» Problem requirements:
After locating the line with "#[derive(Debug, Clone, Copy, PartialEq)]" in the data that follows, return it and every later line exactly, up to and including the line with "compliance against tREFI.".

══ Extracted information

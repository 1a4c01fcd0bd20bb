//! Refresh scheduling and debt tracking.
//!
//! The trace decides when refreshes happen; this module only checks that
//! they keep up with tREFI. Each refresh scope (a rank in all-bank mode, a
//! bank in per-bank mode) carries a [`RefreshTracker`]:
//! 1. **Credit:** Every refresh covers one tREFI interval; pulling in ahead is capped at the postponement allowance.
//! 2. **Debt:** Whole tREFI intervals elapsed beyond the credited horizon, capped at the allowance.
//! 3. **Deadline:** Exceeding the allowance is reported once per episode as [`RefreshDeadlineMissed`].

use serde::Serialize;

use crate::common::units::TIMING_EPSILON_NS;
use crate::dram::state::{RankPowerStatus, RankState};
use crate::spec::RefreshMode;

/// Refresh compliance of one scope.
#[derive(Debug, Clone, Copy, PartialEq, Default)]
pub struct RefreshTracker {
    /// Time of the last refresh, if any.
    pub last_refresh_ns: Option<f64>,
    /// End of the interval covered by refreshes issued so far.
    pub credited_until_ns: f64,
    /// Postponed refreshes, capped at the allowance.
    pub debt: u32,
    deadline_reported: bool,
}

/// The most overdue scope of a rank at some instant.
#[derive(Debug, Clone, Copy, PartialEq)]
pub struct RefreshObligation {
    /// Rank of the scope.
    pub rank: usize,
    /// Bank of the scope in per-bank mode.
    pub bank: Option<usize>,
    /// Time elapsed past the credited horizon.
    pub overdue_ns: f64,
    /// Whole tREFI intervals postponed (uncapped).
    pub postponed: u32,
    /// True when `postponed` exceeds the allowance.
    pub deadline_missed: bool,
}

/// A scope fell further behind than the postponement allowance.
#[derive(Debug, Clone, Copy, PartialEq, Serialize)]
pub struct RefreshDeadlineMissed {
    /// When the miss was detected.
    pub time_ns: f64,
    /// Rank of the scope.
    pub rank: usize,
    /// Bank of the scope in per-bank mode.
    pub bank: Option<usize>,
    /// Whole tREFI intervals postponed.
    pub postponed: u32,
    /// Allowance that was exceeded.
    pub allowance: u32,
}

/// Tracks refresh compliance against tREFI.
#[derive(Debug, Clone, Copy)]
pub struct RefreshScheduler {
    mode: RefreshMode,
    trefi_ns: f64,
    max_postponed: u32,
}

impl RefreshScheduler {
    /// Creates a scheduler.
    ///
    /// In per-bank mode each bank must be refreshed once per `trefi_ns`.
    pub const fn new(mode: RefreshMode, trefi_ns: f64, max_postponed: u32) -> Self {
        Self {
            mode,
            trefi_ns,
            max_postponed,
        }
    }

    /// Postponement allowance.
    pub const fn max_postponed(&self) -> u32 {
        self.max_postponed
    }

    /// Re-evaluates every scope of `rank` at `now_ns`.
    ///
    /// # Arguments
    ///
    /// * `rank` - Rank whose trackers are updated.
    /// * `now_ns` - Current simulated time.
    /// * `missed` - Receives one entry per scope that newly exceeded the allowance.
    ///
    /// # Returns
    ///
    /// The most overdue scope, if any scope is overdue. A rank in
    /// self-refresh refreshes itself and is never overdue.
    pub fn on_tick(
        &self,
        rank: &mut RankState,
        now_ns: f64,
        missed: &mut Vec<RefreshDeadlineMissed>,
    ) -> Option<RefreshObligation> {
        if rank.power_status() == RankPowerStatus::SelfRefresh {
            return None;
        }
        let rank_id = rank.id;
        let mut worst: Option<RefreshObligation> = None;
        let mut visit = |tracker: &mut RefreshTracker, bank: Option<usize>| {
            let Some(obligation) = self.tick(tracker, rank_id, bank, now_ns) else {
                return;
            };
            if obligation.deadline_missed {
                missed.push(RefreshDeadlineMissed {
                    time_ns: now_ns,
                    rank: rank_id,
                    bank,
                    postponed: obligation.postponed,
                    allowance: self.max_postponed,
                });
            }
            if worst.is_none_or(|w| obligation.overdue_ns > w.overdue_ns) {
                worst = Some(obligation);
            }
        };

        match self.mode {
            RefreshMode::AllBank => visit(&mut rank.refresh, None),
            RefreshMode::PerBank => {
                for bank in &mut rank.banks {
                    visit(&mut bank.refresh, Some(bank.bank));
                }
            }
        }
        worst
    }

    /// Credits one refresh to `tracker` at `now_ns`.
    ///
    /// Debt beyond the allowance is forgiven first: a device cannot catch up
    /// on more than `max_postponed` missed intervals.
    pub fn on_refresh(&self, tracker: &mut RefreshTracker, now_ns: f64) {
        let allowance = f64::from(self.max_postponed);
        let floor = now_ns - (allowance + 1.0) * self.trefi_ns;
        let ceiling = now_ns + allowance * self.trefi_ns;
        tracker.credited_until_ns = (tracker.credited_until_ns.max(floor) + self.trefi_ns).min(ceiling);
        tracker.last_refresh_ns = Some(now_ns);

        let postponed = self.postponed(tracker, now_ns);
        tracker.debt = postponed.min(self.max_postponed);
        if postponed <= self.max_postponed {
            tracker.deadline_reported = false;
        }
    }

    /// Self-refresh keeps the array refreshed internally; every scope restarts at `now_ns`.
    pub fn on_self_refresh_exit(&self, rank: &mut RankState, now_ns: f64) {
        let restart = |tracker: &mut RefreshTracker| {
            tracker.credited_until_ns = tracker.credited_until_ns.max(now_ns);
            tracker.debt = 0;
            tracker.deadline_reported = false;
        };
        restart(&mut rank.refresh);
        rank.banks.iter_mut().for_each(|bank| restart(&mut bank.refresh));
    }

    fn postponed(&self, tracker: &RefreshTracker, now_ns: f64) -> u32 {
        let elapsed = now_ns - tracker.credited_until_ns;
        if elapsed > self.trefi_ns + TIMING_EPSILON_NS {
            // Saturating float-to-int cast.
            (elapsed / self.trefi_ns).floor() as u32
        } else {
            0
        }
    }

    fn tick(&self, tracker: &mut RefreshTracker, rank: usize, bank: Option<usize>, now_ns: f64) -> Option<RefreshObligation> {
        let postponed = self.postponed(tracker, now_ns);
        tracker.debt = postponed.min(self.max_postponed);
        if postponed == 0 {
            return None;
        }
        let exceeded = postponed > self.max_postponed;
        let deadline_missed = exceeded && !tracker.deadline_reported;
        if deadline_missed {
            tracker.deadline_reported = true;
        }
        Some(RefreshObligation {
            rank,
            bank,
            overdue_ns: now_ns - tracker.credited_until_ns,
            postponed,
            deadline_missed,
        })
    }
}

════
══ Extracted information

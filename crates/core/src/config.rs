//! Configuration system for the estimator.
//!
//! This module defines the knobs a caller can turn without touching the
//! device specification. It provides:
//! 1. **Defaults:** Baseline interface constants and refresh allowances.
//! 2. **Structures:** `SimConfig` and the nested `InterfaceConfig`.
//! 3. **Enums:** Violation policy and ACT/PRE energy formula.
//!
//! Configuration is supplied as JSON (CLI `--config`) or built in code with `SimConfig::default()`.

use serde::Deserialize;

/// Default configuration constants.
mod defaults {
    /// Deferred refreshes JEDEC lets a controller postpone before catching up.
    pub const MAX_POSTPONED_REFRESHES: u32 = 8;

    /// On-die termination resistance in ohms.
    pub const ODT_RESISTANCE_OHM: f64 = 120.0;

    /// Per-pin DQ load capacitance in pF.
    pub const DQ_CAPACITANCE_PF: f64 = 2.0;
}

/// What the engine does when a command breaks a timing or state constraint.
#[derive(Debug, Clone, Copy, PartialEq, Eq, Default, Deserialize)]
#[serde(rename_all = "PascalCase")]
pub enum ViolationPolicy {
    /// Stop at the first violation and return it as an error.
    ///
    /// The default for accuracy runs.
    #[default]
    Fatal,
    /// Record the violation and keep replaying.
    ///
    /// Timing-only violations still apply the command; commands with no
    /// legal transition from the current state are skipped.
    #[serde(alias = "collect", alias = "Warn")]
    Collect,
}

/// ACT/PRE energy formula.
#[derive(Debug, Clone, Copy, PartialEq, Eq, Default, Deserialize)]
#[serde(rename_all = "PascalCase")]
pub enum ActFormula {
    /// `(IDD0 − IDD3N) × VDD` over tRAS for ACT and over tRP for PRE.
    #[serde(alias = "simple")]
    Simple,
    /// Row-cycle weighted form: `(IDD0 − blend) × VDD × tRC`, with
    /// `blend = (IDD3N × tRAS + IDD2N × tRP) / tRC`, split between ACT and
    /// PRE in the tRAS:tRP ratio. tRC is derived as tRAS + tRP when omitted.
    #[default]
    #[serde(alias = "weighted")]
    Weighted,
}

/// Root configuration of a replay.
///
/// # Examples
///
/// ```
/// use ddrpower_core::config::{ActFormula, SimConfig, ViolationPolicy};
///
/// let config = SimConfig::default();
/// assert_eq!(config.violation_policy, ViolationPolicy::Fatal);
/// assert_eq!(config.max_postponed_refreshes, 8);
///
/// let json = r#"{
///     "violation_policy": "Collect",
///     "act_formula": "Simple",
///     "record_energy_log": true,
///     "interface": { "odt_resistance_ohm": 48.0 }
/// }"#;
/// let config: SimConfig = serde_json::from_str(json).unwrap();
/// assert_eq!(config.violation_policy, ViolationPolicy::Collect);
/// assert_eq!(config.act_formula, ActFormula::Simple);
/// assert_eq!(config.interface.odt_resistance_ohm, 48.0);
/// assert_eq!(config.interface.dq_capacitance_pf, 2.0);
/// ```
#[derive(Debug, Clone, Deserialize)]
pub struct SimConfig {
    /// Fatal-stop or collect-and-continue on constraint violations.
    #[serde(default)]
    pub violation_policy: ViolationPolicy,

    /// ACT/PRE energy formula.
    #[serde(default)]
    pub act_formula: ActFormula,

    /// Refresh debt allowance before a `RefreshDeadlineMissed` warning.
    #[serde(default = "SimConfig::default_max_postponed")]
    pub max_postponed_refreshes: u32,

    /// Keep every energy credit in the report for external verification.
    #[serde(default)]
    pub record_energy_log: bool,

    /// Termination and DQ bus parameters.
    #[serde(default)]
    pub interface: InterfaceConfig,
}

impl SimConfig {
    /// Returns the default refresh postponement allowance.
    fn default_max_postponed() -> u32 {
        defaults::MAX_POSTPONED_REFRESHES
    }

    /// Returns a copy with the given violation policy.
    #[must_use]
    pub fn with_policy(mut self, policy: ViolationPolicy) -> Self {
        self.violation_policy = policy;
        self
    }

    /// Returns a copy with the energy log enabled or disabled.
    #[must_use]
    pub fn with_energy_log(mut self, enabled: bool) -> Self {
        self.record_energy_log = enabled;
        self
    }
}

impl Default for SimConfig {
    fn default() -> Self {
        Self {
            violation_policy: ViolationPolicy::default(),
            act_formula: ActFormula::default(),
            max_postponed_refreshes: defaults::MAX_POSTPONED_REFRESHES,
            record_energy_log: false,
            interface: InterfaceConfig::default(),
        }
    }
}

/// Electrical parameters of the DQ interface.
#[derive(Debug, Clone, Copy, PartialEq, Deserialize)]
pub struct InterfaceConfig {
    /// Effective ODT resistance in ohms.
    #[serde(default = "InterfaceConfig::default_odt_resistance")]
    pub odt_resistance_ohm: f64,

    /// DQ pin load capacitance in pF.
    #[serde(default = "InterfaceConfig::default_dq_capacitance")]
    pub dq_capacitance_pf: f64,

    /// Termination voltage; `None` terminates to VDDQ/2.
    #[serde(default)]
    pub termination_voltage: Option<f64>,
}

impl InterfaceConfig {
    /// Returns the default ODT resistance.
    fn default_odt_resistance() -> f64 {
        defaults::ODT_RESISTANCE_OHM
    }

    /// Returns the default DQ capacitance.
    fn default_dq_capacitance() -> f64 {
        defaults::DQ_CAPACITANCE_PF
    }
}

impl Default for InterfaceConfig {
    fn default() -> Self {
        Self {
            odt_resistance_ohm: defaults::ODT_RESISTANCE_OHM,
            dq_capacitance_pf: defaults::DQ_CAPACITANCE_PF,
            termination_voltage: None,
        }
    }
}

════

» Reply to the exercise:
#[derive(Debug, Clone, Copy, PartialEq)]
pub struct RefreshObligation {
    /// Rank of the scope.
    pub rank: usize,
    /// Bank of the scope in per-bank mode.
    pub bank: Option<usize>,
    /// Time elapsed past the credited horizon.
    pub overdue_ns: f64,
    /// Whole tREFI intervals postponed (uncapped).
    pub postponed: u32,
    /// True when `postponed` exceeds the allowance.
    pub deadline_missed: bool,
}

/// A scope fell further behind than the postponement allowance.
#[derive(Debug, Clone, Copy, PartialEq, Serialize)]
pub struct RefreshDeadlineMissed {
    /// When the miss was detected.
    pub time_ns: f64,
    /// Rank of the scope.
    pub rank: usize,
    /// Bank of the scope in per-bank mode.
    pub bank: Option<usize>,
    /// Whole tREFI intervals postponed.
    pub postponed: u32,
    /// Allowance that was exceeded.
    pub allowance: u32,
}

/// Tracks refresh compliance against tREFI.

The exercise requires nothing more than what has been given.